# [EXERCISE]
Give back exactly the stretch of data below from the line holding "that fetches no" through the line holding "let document = match", both ends included, and leave the remaining lines out.

Saved data entries
____

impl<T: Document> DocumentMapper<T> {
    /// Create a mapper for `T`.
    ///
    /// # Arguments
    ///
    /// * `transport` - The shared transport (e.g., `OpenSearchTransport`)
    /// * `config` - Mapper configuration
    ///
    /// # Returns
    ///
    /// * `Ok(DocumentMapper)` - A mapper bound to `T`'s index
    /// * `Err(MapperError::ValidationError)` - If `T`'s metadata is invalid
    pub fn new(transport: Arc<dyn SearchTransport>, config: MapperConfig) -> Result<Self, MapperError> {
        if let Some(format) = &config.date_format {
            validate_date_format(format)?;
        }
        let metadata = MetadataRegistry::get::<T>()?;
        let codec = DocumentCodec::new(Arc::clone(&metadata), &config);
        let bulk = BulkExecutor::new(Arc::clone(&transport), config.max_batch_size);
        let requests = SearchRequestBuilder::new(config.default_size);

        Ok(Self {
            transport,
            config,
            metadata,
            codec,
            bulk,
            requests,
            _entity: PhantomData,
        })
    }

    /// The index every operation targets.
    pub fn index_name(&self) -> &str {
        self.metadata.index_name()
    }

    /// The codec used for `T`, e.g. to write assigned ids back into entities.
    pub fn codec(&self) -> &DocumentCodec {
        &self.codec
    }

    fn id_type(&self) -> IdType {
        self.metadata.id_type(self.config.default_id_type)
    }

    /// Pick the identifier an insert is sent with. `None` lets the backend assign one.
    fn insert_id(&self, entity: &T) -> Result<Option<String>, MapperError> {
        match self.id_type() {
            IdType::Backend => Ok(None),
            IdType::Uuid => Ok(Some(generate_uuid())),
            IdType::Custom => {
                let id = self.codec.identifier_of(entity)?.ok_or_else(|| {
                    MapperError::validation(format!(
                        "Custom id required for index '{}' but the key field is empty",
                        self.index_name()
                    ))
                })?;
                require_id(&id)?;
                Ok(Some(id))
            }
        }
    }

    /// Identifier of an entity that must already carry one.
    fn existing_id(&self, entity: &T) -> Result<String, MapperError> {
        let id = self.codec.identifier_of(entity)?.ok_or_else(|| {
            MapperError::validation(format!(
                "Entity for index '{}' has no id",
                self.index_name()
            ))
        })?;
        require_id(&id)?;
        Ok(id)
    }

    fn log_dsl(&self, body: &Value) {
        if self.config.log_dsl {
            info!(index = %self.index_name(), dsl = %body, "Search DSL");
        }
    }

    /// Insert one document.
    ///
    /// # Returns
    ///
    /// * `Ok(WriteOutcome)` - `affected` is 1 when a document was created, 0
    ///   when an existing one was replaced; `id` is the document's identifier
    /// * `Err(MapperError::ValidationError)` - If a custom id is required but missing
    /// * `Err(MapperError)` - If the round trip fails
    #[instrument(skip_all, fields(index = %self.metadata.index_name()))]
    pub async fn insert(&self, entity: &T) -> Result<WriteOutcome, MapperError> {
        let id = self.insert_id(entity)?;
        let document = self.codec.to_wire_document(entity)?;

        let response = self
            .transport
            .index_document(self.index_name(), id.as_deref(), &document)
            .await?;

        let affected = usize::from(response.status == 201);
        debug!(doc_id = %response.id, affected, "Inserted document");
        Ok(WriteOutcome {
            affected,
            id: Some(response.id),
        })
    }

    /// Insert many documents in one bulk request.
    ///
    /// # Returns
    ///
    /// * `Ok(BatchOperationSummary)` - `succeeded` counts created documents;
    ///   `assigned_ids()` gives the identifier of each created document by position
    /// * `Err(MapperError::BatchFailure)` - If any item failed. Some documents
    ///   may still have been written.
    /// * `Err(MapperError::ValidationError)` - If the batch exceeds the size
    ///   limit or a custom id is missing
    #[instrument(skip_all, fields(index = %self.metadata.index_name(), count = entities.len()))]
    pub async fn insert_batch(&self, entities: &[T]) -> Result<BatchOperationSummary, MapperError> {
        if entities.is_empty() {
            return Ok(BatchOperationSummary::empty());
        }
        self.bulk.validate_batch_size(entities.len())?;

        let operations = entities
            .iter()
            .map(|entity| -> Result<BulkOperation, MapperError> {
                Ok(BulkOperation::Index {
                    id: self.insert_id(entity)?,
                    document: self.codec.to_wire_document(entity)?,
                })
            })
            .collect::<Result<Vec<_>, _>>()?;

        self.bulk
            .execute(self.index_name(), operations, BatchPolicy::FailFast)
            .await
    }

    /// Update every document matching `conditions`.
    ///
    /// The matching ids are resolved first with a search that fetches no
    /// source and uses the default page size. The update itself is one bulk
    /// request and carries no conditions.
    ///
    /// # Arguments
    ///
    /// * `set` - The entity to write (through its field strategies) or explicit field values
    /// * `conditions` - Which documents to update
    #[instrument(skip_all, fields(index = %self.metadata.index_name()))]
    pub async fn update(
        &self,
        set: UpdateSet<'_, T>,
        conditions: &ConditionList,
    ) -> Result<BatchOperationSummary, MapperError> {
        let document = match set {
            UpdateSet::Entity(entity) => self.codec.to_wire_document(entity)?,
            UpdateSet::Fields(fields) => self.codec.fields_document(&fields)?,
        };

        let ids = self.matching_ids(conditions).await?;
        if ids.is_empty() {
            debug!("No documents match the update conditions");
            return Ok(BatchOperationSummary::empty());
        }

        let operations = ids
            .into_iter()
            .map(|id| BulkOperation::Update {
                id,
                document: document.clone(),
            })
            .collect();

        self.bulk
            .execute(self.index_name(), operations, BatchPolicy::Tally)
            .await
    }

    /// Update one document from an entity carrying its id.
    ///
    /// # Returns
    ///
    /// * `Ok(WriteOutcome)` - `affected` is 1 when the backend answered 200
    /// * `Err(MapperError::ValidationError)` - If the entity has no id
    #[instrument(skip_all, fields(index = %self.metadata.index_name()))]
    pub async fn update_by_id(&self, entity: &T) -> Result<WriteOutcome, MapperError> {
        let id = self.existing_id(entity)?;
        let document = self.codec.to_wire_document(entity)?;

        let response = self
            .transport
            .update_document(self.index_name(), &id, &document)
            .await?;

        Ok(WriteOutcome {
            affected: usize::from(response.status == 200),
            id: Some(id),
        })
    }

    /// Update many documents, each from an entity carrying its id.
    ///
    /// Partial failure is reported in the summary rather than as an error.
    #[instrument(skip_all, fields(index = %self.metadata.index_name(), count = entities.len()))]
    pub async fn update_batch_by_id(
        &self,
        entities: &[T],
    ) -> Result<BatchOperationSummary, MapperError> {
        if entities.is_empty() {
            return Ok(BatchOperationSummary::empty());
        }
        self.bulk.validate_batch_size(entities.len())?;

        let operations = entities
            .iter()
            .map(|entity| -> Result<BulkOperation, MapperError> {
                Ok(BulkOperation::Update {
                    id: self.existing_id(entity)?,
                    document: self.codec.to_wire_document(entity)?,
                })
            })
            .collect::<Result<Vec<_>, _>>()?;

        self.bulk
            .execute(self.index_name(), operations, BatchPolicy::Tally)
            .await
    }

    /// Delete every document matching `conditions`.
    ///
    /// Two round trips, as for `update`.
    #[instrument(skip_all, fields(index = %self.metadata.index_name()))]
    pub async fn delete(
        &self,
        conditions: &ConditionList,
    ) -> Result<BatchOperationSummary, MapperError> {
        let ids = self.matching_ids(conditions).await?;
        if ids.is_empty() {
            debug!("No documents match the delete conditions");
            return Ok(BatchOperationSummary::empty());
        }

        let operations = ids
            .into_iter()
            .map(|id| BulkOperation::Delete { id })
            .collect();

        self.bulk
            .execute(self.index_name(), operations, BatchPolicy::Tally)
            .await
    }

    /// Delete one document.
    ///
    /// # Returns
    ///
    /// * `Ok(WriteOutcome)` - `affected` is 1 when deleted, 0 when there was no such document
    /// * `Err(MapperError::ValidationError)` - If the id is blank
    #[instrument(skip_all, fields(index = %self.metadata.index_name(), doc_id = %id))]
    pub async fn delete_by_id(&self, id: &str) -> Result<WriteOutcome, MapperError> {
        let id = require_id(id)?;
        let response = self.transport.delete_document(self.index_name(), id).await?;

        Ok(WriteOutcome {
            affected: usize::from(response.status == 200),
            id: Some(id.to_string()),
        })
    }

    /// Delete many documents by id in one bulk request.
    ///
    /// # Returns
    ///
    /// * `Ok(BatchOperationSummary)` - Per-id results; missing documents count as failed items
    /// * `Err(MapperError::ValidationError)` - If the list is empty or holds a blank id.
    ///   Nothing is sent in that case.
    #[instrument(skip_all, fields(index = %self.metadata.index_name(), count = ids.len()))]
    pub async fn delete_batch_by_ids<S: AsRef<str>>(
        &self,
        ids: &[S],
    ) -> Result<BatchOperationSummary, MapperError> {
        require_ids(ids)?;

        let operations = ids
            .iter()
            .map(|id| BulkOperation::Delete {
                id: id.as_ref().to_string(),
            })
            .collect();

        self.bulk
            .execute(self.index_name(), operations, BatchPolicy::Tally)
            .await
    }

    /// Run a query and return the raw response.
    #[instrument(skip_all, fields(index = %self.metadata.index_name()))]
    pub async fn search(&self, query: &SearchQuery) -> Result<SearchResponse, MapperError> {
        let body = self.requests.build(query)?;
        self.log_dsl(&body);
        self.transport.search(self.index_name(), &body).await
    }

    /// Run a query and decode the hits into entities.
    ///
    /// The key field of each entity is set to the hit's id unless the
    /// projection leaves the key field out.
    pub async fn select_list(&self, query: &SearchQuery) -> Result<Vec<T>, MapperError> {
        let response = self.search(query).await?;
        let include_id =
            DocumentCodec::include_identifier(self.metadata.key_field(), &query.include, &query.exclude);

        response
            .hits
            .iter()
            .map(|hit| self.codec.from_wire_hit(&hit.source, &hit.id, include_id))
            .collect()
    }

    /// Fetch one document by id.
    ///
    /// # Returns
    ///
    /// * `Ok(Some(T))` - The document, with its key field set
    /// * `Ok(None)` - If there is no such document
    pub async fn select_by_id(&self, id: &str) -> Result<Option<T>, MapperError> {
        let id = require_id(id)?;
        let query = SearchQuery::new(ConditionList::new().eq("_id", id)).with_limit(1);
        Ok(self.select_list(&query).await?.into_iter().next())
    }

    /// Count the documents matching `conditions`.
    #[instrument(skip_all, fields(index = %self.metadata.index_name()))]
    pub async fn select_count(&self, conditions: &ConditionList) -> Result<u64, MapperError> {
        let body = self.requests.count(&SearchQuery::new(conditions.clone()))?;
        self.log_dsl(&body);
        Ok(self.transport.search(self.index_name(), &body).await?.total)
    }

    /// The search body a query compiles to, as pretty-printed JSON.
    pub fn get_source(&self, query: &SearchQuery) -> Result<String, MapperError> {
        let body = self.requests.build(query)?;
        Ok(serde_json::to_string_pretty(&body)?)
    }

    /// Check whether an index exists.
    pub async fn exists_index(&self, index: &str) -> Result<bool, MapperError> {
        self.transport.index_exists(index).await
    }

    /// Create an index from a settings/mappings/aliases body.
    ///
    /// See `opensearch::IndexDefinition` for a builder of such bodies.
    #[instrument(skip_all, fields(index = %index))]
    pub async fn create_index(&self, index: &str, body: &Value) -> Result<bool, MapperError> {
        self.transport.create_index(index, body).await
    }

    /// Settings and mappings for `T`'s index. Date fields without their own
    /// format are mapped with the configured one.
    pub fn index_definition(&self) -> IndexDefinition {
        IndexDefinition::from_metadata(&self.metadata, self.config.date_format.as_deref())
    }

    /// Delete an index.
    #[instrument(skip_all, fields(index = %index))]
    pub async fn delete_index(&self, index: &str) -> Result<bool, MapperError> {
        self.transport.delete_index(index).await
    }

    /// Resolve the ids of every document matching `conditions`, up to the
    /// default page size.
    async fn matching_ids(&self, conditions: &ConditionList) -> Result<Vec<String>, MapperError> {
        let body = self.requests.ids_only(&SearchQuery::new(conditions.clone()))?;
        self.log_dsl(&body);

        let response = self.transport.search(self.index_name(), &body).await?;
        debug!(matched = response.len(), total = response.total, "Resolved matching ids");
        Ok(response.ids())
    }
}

____

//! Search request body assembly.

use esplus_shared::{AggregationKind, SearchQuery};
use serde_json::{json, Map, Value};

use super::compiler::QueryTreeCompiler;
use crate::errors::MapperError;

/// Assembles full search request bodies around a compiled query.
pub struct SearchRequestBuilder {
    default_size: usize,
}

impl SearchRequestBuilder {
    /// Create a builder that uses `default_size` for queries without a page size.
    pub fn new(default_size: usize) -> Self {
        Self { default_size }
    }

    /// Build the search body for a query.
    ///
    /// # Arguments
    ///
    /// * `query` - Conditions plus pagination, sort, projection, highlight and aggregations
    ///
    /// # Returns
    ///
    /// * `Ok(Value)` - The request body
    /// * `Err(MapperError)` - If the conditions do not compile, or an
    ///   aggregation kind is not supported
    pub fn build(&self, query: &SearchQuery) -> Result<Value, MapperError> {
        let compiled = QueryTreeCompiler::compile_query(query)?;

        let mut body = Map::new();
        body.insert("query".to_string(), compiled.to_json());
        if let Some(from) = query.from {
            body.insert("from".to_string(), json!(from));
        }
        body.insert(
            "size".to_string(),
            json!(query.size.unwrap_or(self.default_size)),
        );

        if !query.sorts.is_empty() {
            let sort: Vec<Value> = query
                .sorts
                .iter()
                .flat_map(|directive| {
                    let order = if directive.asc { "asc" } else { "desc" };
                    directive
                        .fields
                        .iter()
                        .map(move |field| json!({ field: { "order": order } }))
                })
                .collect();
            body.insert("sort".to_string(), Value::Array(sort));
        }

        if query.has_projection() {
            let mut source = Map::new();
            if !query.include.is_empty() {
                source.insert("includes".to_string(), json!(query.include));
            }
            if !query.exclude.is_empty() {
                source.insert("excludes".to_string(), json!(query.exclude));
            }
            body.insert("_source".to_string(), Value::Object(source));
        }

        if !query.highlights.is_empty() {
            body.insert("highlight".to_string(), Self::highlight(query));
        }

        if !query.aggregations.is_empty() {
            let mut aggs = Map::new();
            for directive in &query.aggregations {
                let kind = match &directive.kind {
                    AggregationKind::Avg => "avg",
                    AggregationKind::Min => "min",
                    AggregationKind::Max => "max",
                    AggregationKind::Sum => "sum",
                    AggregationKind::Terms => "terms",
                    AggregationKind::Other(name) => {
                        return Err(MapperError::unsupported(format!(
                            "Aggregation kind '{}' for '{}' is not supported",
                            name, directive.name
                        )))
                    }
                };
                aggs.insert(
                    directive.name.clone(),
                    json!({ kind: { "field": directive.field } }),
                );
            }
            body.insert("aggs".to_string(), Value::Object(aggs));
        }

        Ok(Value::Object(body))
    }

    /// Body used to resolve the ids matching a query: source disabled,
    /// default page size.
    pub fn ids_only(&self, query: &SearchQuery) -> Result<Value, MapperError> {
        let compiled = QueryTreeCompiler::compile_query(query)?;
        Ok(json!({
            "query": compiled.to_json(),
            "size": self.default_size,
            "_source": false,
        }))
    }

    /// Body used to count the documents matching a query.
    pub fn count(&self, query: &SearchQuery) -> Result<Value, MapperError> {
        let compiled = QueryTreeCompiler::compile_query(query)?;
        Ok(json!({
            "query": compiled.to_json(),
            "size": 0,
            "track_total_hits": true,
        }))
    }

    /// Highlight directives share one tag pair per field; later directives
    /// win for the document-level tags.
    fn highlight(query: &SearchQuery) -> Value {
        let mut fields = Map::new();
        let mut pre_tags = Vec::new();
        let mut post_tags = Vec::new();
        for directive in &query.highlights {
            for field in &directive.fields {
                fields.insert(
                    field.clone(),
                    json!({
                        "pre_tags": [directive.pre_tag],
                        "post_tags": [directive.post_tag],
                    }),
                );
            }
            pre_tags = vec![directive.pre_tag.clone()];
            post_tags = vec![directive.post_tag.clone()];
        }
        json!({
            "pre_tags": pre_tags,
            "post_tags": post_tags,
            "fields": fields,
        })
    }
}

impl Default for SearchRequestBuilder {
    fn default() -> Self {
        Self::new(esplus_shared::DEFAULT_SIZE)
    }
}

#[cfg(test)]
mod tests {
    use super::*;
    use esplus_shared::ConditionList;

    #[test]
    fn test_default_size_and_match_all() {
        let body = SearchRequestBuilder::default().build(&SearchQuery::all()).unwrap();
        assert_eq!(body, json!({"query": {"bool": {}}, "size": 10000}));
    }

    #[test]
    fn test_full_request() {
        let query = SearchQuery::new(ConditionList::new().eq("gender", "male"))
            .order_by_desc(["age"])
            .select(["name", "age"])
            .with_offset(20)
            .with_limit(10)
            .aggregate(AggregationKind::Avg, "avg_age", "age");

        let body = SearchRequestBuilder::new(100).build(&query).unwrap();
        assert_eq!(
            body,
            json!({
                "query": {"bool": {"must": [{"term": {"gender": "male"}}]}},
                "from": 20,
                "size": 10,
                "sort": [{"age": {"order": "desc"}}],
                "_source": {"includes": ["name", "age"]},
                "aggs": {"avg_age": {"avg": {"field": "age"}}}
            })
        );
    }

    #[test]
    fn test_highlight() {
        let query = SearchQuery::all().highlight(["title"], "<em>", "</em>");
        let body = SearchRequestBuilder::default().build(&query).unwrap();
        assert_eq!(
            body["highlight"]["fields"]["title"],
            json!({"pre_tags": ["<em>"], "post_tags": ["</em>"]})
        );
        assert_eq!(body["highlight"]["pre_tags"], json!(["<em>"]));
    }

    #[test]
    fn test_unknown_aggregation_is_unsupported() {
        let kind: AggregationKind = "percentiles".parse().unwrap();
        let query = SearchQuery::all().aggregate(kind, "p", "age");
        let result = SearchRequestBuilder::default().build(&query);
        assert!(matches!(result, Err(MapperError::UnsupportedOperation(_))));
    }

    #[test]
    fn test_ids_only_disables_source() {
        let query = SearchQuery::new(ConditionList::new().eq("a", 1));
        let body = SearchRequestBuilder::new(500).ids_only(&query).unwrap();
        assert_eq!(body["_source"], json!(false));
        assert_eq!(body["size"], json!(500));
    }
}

____

# [SOLUTION BELOW]
    /// The matching ids are resolved first with a search that fetches no
    /// source and uses the default page size. The update itself is one bulk
    /// request and carries no conditions.
    ///
    /// # Arguments
    ///
    /// * `set` - The entity to write (through its field strategies) or explicit field values
    /// * `conditions` - Which documents to update
    #[instrument(skip_all, fields(index = %self.metadata.index_name()))]
    pub async fn update(
        &self,
        set: UpdateSet<'_, T>,
        conditions: &ConditionList,
    ) -> Result<BatchOperationSummary, MapperError> {
        let document = match set {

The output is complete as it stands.